* [What to work on] Transcribe every record exactly as it appears.

[Saved entries]
◆ ◆ ◆ ◆ ◆ ◆ ◆

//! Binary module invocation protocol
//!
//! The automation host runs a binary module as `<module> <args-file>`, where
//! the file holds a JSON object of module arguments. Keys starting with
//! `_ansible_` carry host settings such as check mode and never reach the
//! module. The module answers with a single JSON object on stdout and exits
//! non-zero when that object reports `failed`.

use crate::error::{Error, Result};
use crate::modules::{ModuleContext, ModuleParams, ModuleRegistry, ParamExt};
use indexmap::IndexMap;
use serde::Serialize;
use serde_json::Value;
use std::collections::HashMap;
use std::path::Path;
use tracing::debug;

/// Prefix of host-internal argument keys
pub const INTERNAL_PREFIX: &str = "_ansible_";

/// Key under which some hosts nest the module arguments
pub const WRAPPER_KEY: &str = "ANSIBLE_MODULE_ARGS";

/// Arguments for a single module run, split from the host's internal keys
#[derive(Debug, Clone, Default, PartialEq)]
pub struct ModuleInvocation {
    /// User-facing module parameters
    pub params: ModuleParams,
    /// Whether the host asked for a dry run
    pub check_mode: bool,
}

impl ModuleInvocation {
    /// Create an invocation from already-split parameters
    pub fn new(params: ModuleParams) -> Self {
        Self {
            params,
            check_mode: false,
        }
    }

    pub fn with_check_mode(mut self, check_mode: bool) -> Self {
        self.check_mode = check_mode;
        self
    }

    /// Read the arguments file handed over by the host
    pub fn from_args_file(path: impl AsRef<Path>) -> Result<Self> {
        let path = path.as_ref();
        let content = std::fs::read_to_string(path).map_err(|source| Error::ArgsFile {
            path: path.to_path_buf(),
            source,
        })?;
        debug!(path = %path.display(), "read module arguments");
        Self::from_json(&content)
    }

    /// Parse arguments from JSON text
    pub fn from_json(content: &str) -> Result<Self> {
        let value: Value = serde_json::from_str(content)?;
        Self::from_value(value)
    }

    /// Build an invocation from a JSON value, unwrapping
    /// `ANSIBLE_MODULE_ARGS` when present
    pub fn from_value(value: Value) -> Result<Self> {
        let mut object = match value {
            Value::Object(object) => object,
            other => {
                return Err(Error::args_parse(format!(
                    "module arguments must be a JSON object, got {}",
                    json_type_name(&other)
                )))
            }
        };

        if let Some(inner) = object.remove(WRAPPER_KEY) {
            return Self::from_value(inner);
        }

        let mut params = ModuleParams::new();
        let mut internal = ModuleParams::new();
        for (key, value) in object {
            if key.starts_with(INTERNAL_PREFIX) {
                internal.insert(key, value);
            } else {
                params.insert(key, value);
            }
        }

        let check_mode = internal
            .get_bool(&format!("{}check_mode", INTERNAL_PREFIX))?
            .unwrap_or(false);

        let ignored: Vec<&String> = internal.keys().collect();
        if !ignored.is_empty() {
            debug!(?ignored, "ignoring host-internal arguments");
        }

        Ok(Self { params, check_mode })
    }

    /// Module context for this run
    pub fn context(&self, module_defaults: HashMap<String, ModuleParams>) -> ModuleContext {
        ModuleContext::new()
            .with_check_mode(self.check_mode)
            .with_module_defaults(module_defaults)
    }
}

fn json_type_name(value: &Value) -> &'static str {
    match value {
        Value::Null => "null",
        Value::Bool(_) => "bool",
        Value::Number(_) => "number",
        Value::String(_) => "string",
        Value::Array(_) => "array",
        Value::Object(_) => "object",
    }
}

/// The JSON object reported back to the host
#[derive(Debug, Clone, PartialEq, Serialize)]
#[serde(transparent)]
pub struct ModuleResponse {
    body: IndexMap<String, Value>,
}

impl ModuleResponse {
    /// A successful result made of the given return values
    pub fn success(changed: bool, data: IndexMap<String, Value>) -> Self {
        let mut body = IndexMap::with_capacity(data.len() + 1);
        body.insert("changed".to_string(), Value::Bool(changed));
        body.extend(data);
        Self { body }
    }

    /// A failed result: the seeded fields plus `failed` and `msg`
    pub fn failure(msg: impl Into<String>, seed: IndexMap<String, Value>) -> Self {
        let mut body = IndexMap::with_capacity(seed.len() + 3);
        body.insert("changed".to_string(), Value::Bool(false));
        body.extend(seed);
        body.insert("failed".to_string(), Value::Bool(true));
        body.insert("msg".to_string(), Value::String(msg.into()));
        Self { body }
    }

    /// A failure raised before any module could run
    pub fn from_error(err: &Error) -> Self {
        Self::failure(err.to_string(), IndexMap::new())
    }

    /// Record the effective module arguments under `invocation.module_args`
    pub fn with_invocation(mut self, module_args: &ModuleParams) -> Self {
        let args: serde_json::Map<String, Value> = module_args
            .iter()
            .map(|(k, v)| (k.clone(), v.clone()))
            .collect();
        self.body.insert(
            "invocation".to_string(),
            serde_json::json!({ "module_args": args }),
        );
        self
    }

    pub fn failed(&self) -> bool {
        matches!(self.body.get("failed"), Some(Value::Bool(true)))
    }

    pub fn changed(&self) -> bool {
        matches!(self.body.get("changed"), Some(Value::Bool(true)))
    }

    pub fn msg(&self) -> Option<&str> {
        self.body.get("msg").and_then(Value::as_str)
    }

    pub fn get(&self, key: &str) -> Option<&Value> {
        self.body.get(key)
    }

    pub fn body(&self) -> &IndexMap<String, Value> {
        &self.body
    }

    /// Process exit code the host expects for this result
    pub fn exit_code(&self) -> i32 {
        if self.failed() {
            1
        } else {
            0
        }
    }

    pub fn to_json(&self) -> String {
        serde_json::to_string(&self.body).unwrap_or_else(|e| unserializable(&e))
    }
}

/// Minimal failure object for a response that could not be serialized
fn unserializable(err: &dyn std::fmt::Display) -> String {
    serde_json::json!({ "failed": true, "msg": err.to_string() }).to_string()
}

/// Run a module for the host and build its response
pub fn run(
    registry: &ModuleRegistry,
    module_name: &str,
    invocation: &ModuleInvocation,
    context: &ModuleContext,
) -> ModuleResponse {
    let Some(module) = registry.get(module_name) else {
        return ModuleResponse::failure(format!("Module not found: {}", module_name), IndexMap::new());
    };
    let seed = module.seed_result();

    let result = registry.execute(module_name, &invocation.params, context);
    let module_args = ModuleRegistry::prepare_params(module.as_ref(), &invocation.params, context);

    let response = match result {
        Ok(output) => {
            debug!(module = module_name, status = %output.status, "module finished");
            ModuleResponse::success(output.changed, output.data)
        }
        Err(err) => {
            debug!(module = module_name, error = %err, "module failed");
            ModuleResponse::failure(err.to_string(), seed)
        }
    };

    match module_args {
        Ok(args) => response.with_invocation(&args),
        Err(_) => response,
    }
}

◆ ◆ ◆ ◆ ◆ ◆ ◆

* [Answer to the problem]
//! Binary module invocation protocol
//!
//! The automation host runs a binary module as `<module> <args-file>`, where
//! the file holds a JSON object of module arguments. Keys starting with
//! `_ansible_` carry host settings such as check mode and never reach the
//! module. The module answers with a single JSON object on stdout and exits
//! non-zero when that object reports `failed`.

use crate::error::{Error, Result};
use crate::modules::{ModuleContext, ModuleParams, ModuleRegistry, ParamExt};
use indexmap::IndexMap;
use serde::Serialize;
use serde_json::Value;
use std::collections::HashMap;
use std::path::Path;
use tracing::debug;

/// Prefix of host-internal argument keys
pub const INTERNAL_PREFIX: &str = "_ansible_";

/// Key under which some hosts nest the module arguments
pub const WRAPPER_KEY: &str = "ANSIBLE_MODULE_ARGS";

/// Arguments for a single module run, split from the host's internal keys
#[derive(Debug, Clone, Default, PartialEq)]
pub struct ModuleInvocation {
    /// User-facing module parameters
    pub params: ModuleParams,
    /// Whether the host asked for a dry run
    pub check_mode: bool,
}

impl ModuleInvocation {
    /// Create an invocation from already-split parameters
    pub fn new(params: ModuleParams) -> Self {
        Self {
            params,
            check_mode: false,
        }
    }

    pub fn with_check_mode(mut self, check_mode: bool) -> Self {
        self.check_mode = check_mode;
        self
    }

    /// Read the arguments file handed over by the host
    pub fn from_args_file(path: impl AsRef<Path>) -> Result<Self> {
        let path = path.as_ref();
        let content = std::fs::read_to_string(path).map_err(|source| Error::ArgsFile {
            path: path.to_path_buf(),
            source,
        })?;
        debug!(path = %path.display(), "read module arguments");
        Self::from_json(&content)
    }

    /// Parse arguments from JSON text
    pub fn from_json(content: &str) -> Result<Self> {
        let value: Value = serde_json::from_str(content)?;
        Self::from_value(value)
    }

    /// Build an invocation from a JSON value, unwrapping
    /// `ANSIBLE_MODULE_ARGS` when present
    pub fn from_value(value: Value) -> Result<Self> {
        let mut object = match value {
            Value::Object(object) => object,
            other => {
                return Err(Error::args_parse(format!(
                    "module arguments must be a JSON object, got {}",
                    json_type_name(&other)
                )))
            }
        };

        if let Some(inner) = object.remove(WRAPPER_KEY) {
            return Self::from_value(inner);
        }

        let mut params = ModuleParams::new();
        let mut internal = ModuleParams::new();
        for (key, value) in object {
            if key.starts_with(INTERNAL_PREFIX) {
                internal.insert(key, value);
            } else {
                params.insert(key, value);
            }
        }

        let check_mode = internal
            .get_bool(&format!("{}check_mode", INTERNAL_PREFIX))?
            .unwrap_or(false);

        let ignored: Vec<&String> = internal.keys().collect();
        if !ignored.is_empty() {
            debug!(?ignored, "ignoring host-internal arguments");
        }

        Ok(Self { params, check_mode })
    }

    /// Module context for this run
    pub fn context(&self, module_defaults: HashMap<String, ModuleParams>) -> ModuleContext {
        ModuleContext::new()
            .with_check_mode(self.check_mode)
            .with_module_defaults(module_defaults)
    }
}

fn json_type_name(value: &Value) -> &'static str {
    match value {
        Value::Null => "null",
        Value::Bool(_) => "bool",
        Value::Number(_) => "number",
        Value::String(_) => "string",
        Value::Array(_) => "array",
        Value::Object(_) => "object",
    }
}

/// The JSON object reported back to the host
#[derive(Debug, Clone, PartialEq, Serialize)]
#[serde(transparent)]
pub struct ModuleResponse {
    body: IndexMap<String, Value>,
}

impl ModuleResponse {
    /// A successful result made of the given return values
    pub fn success(changed: bool, data: IndexMap<String, Value>) -> Self {
        let mut body = IndexMap::with_capacity(data.len() + 1);
        body.insert("changed".to_string(), Value::Bool(changed));
        body.extend(data);
        Self { body }
    }

    /// A failed result: the seeded fields plus `failed` and `msg`
    pub fn failure(msg: impl Into<String>, seed: IndexMap<String, Value>) -> Self {
        let mut body = IndexMap::with_capacity(seed.len() + 3);
        body.insert("changed".to_string(), Value::Bool(false));
        body.extend(seed);
        body.insert("failed".to_string(), Value::Bool(true));
        body.insert("msg".to_string(), Value::String(msg.into()));
        Self { body }
    }

    /// A failure raised before any module could run
    pub fn from_error(err: &Error) -> Self {
        Self::failure(err.to_string(), IndexMap::new())
    }

    /// Record the effective module arguments under `invocation.module_args`
    pub fn with_invocation(mut self, module_args: &ModuleParams) -> Self {
        let args: serde_json::Map<String, Value> = module_args
            .iter()
            .map(|(k, v)| (k.clone(), v.clone()))
            .collect();
        self.body.insert(
            "invocation".to_string(),
            serde_json::json!({ "module_args": args }),
        );
        self
    }

    pub fn failed(&self) -> bool {
        matches!(self.body.get("failed"), Some(Value::Bool(true)))
    }

    pub fn changed(&self) -> bool {
        matches!(self.body.get("changed"), Some(Value::Bool(true)))
    }

    pub fn msg(&self) -> Option<&str> {
        self.body.get("msg").and_then(Value::as_str)
    }

    pub fn get(&self, key: &str) -> Option<&Value> {
        self.body.get(key)
    }

    pub fn body(&self) -> &IndexMap<String, Value> {
        &self.body
    }

    /// Process exit code the host expects for this result
    pub fn exit_code(&self) -> i32 {
        if self.failed() {
            1
        } else {
            0
        }
    }

    pub fn to_json(&self) -> String {
        serde_json::to_string(&self.body).unwrap_or_else(|e| unserializable(&e))
    }
}

/// Minimal failure object for a response that could not be serialized
fn unserializable(err: &dyn std::fmt::Display) -> String {
    serde_json::json!({ "failed": true, "msg": err.to_string() }).to_string()
}

/// Run a module for the host and build its response
pub fn run(
    registry: &ModuleRegistry,
    module_name: &str,
    invocation: &ModuleInvocation,
    context: &ModuleContext,
) -> ModuleResponse {
    let Some(module) = registry.get(module_name) else {
        return ModuleResponse::failure(format!("Module not found: {}", module_name), IndexMap::new());
    };
    let seed = module.seed_result();

    let result = registry.execute(module_name, &invocation.params, context);
    let module_args = ModuleRegistry::prepare_params(module.as_ref(), &invocation.params, context);

    let response = match result {
        Ok(output) => {
            debug!(module = module_name, status = %output.status, "module finished");
            ModuleResponse::success(output.changed, output.data)
        }
        Err(err) => {
            debug!(module = module_name, error = %err, "module failed");
            ModuleResponse::failure(err.to_string(), seed)
        }
    };

    match module_args {
        Ok(args) => response.with_invocation(&args),
        Err(_) => response,
    }
}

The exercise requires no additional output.